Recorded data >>
········
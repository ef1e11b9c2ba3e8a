//! Grading modal: one score row per criterion, live aggregates, draft
//! persistence and sequential submission.
//!
//! SYSTEM CONTEXT
//! ==============
//! All scoring rules live in `workflow::grading::GradingForm`; this component
//! only forwards DOM events into it. The draft is written to `localStorage`
//! on every change through [`BrowserStore`].
//!
//! ACCESSIBILITY
//! =============
//! Opening remembers the focused element and moves focus into the modal.
//! Tab/Shift+Tab cycle inside it, Escape closes, and closing restores focus.

#[cfg(test)]
#[path = "grading_modal_test.rs"]
mod grading_modal_test;

use leptos::prelude::*;
use workflow::api::{GradingApi, Resource};
use workflow::config::ClientConfig;
use workflow::error::ValidationError;
use workflow::grading::{
    FocusAction, GradingError, GradingForm, GradingStats, ModalFocus, ScoreField, StepDir, Validity, format_score,
};

use crate::net::http::HttpApi;
use crate::state::toast::{ToastKind, ToastState, notify};
use crate::state::ui::UiState;
use crate::util::dom::{active_element_id, focus_by_id, focus_nth_within, focusable_count, focused_index_within};
use crate::util::storage::BrowserStore;

const MODAL_ID: &str = "grading-modal";

/// Icon next to a score input.
pub fn validity_icon(validity: Validity) -> &'static str {
    match validity {
        Validity::Valid => "✓",
        Validity::Invalid => "✕",
        Validity::Empty => "",
    }
}

/// Inline width style for a fill fraction.
pub fn fill_style(fraction: f64) -> String {
    format!("width: {:.1}%", (fraction.clamp(0.0, 1.0) * 100.0))
}

/// Short visible summary next to the aggregate bar.
pub fn summary_text(stats: &GradingStats) -> String {
    format!("{}/{} scored · average {:.2}", stats.filled, stats.criteria, stats.average)
}

/// Map an arrow key onto a step direction.
pub fn arrow_step(key: &str) -> Option<StepDir> {
    match key {
        "ArrowUp" => Some(StepDir::Up),
        "ArrowDown" => Some(StepDir::Down),
        _ => None,
    }
}

fn read_field<R>(form: RwSignal<Option<GradingForm>>, id: &str, read: impl FnOnce(&ScoreField) -> R) -> Option<R> {
    form.with(|f| f.as_ref().and_then(|f| f.field(id)).map(read))
}

#[component]
fn ScoreRow(form: RwSignal<Option<GradingForm>>, criterion_id: String, flagged: RwSignal<Vec<String>>) -> impl IntoView {
    let store = BrowserStore;
    let id = StoredValue::new(criterion_id);
    let input_id = format!("score-{}", id.get_value());
    let label_for = input_id.clone();

    let criterion = read_field(form, &id.get_value(), |f| f.criterion().clone());
    let Some(criterion) = criterion else {
        return ().into_any();
    };
    let (min, max) = (criterion.min_score, criterion.max_score);
    let (min_attr, max_attr) = (format_score(min), format_score(max));

    let edit = move |apply: &dyn Fn(&mut GradingForm, &str)| {
        let key = id.get_value();
        form.update(|f| {
            if let Some(f) = f.as_mut() {
                apply(f, &key);
            }
        });
        flagged.update(|list| list.retain(|flag| *flag != key));
    };

    view! {
        <div
            class="score-row"
            class=("score-row--flagged", move || flagged.with(|list| list.contains(&id.get_value())))
        >
            <label class="score-row__label" for=label_for>
                {criterion.criteria.clone()}
                <span class="score-row__range">{format!(" ({}–{})", format_score(min), format_score(max))}</span>
            </label>
            {criterion.description.clone().map(|text| view! { <p class="score-row__description">{text}</p> })}
            <div class="score-row__inputs">
                <input
                    id=input_id
                    class="score-row__number"
                    type="number"
                    min=min_attr.clone()
                    max=max_attr.clone()
                    step="1"
                    prop:value=move || read_field(form, &id.get_value(), |f| f.raw().to_owned()).unwrap_or_default()
                    on:input=move |ev| {
                        let raw = event_target_value(&ev);
                        edit(&|f, key| f.set_input(&store, key, &raw));
                    }
                    on:change=move |_| edit(&|f, key| f.commit(&store, key))
                    on:keydown=move |ev: leptos::ev::KeyboardEvent| {
                        if let Some(dir) = arrow_step(&ev.key()) {
                            ev.prevent_default();
                            edit(&|f, key| f.step(&store, key, dir));
                        }
                    }
                />
                <input
                    class="score-row__slider"
                    type="range"
                    min=min_attr
                    max=max_attr
                    step="1"
                    prop:value=move || format_score(read_field(form, &id.get_value(), ScoreField::slider_value).unwrap_or(min))
                    on:input=move |ev| {
                        if let Ok(value) = event_target_value(&ev).parse::<f64>() {
                            edit(&|f, key| f.set_slider(&store, key, value));
                        }
                    }
                />
                <span class="score-row__validity" aria-hidden="true">
                    {move || read_field(form, &id.get_value(), |f| validity_icon(f.validity())).unwrap_or_default()}
                </span>
            </div>
            <div class="score-row__progress">
                <div
                    class="score-row__progress-fill"
                    style=move || fill_style(read_field(form, &id.get_value(), ScoreField::progress).unwrap_or(0.0))
                ></div>
            </div>
            <button
                class="btn btn--link score-row__comment-toggle"
                on:click=move |_| {
                    let key = id.get_value();
                    form.update(|f| {
                        if let Some(f) = f.as_mut() {
                            f.toggle_comment(&key);
                        }
                    });
                }
            >
                "Comment"
            </button>
            <Show when=move || read_field(form, &id.get_value(), ScoreField::comment_open).unwrap_or(false)>
                <textarea
                    class="score-row__comment"
                    prop:value=move || read_field(form, &id.get_value(), |f| f.comment().to_owned()).unwrap_or_default()
                    on:input=move |ev| {
                        let text = event_target_value(&ev);
                        edit(&|f, key| f.set_comment(&store, key, &text));
                    }
                ></textarea>
            </Show>
        </div>
    }
    .into_any()
}

/// Modal for scoring one submission. `on_close` receives `true` after a successful submit.
#[component]
pub fn GradingModal(resource: Resource, entity_id: String, on_close: Callback<bool>) -> impl IntoView {
    let config = expect_context::<ClientConfig>();
    let toasts = expect_context::<RwSignal<ToastState>>();
    let ui = expect_context::<RwSignal<UiState>>();
    let api = StoredValue::new(HttpApi::new(&config));
    let entity_id = StoredValue::new(entity_id);

    let form = RwSignal::new(None::<GradingForm>);
    let flagged = RwSignal::new(Vec::<String>::new());
    let submitting = RwSignal::new(false);
    let focus = RwSignal::new(ModalFocus::default());

    focus.update(|f| {
        f.open(active_element_id());
    });

    leptos::task::spawn_local(async move {
        let api = api.get_value();
        ui.update(UiState::begin);
        let criteria = api.fetch_criteria(resource).await;
        ui.update(UiState::end);
        match criteria {
            Ok(criteria) => {
                form.set(Some(GradingForm::build(resource, &entity_id.get_value(), criteria, &BrowserStore)));
                focus_nth_within(MODAL_ID, 0);
            }
            Err(error) => notify(toasts, ToastKind::Error, format!("Could not load grading criteria: {error}")),
        }
    });

    let close = move |submitted: bool| {
        if let Some(Some(restore)) = focus.try_update(ModalFocus::close) {
            focus_by_id(&restore);
        }
        on_close.run(submitted);
    };

    // Clicks move focus without a key event, so read the real position first.
    let sync_focus = move || {
        if let Some(index) = focused_index_within(MODAL_ID) {
            focus.update(|f| f.focused(index));
        }
    };

    let on_keydown = move |ev: leptos::ev::KeyboardEvent| {
        sync_focus();
        let count = focusable_count(MODAL_ID);
        match focus.try_update(|f| f.on_key(&ev.key(), ev.shift_key(), count)) {
            Some(FocusAction::Focus(index)) => {
                ev.prevent_default();
                focus_nth_within(MODAL_ID, index);
            }
            Some(FocusAction::Close) => {
                ev.prevent_default();
                close(false);
            }
            Some(FocusAction::Pass) | None => {}
        }
    };

    let criterion_ids = Memo::new(move |_| {
        form.with(|f| f.as_ref().map(|f| f.fields().iter().map(|x| x.id().to_owned()).collect::<Vec<_>>()))
            .unwrap_or_default()
    });
    let stats = Memo::new(move |_| form.with(|f| f.as_ref().map(GradingForm::aggregate)).unwrap_or_default());

    let on_submit = move |_| {
        let Some(current) = form.get_untracked() else {
            return;
        };
        if let Err(ValidationError::ScoresOutOfRange { criteria }) = current.validate() {
            notify(toasts, ToastKind::Warning, format!("{} score(s) are missing or outside their range.", criteria.len()));
            if let Some(first) = criteria.first() {
                focus_by_id(&format!("score-{first}"));
            }
            flagged.set(criteria);
            return;
        }
        submitting.set(true);
        ui.update(UiState::begin);
        leptos::task::spawn_local(async move {
            let api = api.get_value();
            let result = current.submit(&api, &BrowserStore).await;
            ui.update(UiState::end);
            submitting.set(false);
            match result {
                Ok(count) => {
                    notify(toasts, ToastKind::Success, format!("Submitted {count} score(s); submission accepted."));
                    close(true);
                }
                Err(GradingError::Invalid(error)) => notify(toasts, ToastKind::Warning, error.to_string()),
                Err(GradingError::Api(error)) => notify(toasts, ToastKind::Error, error.to_string()),
            }
        });
    };

    let on_reset = move |_| {
        form.update(|f| {
            if let Some(f) = f.as_mut() {
                f.reset(&BrowserStore);
            }
        });
        flagged.set(Vec::new());
    };

    view! {
        <div class="dialog-backdrop" on:click=move |_| close(false)>
            <div
                id=MODAL_ID
                class="dialog grading-modal"
                role="dialog"
                aria-modal="true"
                aria-labelledby="grading-modal-title"
                on:click=move |ev| ev.stop_propagation()
                on:keydown=on_keydown
                on:focusin=move |_| sync_focus()
            >
                <div class="grading-modal__header">
                    <h2 id="grading-modal-title">{move || format!("Grade {} #{}", resource.noun(), entity_id.get_value())}</h2>
                    <button class="grading-modal__close" title="Close" on:click=move |_| close(false)>
                        "✕"
                    </button>
                </div>
                <div class="grading-modal__aggregate">
                    <div class="grading-modal__bar">
                        <div class="grading-modal__bar-fill" style=move || fill_style(stats.get().fill_ratio)></div>
                    </div>
                    <span>{move || summary_text(&stats.get())}</span>
                    <span class="sr-only" aria-live="polite">{move || stats.get().live_text()}</span>
                </div>
                <Show
                    when=move || form.with(Option::is_some)
                    fallback=|| view! { <p class="grading-modal__loading">"Loading criteria..."</p> }
                >
                    <div class="grading-modal__rows">
                        {move || {
                            criterion_ids
                                .get()
                                .into_iter()
                                .map(|criterion_id| view! { <ScoreRow form=form criterion_id=criterion_id flagged=flagged/> })
                                .collect_view()
                        }}
                    </div>
                </Show>
                <div class="dialog__actions">
                    <button class="btn" on:click=on_reset disabled=move || submitting.get()>
                        "Reset"
                    </button>
                    <button class="btn btn--primary" on:click=on_submit disabled=move || submitting.get()>
                        {move || if submitting.get() { "Submitting..." } else { "Submit grading" }}
                    </button>
                </div>
            </div>
        </div>
    }
}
········
What needs to be done >>
Would you please reproduce the records above exactly, only from their first line through the line holding "use leptos::prelude::*;", with both ends included?

Reply >>
repository ef1e11b9c2ba3e8a
//! Grading modal: one score row per criterion, live aggregates, draft
//! persistence and sequential submission.
//!
//! SYSTEM CONTEXT
//! ==============
//! All scoring rules live in `workflow::grading::GradingForm`; this component
//! only forwards DOM events into it. The draft is written to `localStorage`
//! on every change through [`BrowserStore`].
//!
//! ACCESSIBILITY
//! =============
//! Opening remembers the focused element and moves focus into the modal.
//! Tab/Shift+Tab cycle inside it, Escape closes, and closing restores focus.

#[cfg(test)]
#[path = "grading_modal_test.rs"]
mod grading_modal_test;

use leptos::prelude::*;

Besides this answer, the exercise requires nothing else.